*** Opening Data excerpts ***

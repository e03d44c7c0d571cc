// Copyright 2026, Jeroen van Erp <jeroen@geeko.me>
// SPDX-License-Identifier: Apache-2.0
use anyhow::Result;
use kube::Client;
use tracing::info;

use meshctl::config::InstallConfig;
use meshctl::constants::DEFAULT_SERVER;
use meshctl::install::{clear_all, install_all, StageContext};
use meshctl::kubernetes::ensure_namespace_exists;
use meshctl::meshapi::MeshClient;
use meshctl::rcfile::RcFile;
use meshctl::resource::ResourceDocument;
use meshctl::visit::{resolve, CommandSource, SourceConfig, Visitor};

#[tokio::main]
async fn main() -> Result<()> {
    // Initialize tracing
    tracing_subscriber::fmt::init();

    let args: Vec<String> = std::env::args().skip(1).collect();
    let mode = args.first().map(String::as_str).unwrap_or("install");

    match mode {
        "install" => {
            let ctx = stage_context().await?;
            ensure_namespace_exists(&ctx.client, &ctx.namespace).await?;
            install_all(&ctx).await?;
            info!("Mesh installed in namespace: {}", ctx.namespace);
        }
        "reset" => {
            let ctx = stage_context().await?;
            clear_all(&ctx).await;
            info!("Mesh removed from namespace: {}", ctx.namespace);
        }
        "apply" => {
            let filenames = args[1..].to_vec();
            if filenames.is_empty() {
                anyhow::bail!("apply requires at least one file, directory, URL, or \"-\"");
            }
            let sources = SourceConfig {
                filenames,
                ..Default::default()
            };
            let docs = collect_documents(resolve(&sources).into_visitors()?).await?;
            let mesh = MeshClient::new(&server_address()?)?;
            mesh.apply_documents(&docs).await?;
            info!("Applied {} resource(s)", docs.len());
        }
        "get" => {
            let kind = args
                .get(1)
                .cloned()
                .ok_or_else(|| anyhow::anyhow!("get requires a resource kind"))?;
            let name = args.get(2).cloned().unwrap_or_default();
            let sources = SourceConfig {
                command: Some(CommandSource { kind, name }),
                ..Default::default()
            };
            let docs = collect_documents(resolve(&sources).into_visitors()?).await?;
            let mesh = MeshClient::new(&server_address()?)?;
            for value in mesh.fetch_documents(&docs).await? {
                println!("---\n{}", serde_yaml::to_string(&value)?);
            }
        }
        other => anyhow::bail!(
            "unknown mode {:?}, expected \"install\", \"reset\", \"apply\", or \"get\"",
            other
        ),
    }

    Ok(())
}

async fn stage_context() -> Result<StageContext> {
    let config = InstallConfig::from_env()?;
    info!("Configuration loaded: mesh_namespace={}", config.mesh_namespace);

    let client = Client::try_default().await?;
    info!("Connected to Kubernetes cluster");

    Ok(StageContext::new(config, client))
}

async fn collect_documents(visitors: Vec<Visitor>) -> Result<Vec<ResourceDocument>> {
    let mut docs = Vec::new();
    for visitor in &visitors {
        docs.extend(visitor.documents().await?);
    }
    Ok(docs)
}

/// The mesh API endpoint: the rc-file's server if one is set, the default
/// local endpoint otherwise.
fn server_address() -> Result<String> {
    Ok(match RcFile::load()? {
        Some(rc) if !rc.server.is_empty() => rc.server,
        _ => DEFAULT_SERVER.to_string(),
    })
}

*** Closing Data excerpts ***
*** Opening Data excerpts ***

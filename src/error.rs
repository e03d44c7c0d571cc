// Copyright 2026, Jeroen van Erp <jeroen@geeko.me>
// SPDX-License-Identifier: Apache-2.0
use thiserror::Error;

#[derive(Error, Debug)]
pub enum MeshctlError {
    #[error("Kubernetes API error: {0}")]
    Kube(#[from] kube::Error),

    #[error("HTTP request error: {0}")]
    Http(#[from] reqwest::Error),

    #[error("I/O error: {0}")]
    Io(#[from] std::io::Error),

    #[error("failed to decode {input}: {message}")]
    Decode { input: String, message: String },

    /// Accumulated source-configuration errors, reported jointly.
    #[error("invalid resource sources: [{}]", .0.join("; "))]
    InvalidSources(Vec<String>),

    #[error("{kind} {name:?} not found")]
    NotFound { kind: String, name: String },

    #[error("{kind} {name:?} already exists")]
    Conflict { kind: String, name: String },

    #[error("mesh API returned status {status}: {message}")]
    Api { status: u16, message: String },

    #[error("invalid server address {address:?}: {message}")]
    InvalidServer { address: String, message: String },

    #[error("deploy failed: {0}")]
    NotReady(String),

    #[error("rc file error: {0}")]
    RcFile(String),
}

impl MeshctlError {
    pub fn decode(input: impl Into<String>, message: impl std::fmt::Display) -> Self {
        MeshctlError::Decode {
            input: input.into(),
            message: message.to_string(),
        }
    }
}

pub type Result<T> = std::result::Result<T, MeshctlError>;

*** Closing Data excerpts ***

#### [What is needed]
Could you reproduce exactly the lines of the entries above, from the one with "ensure_namespace_exists(&ctx.client, &ctx.namespace).await?;" through the one with "clear_all(&ctx).await;", and nothing else?

#### [Result of the exercise]
            ensure_namespace_exists(&ctx.client, &ctx.namespace).await?;
            install_all(&ctx).await?;
            info!("Mesh installed in namespace: {}", ctx.namespace);
        }
        "reset" => {
            let ctx = stage_context().await?;
            clear_all(&ctx).await;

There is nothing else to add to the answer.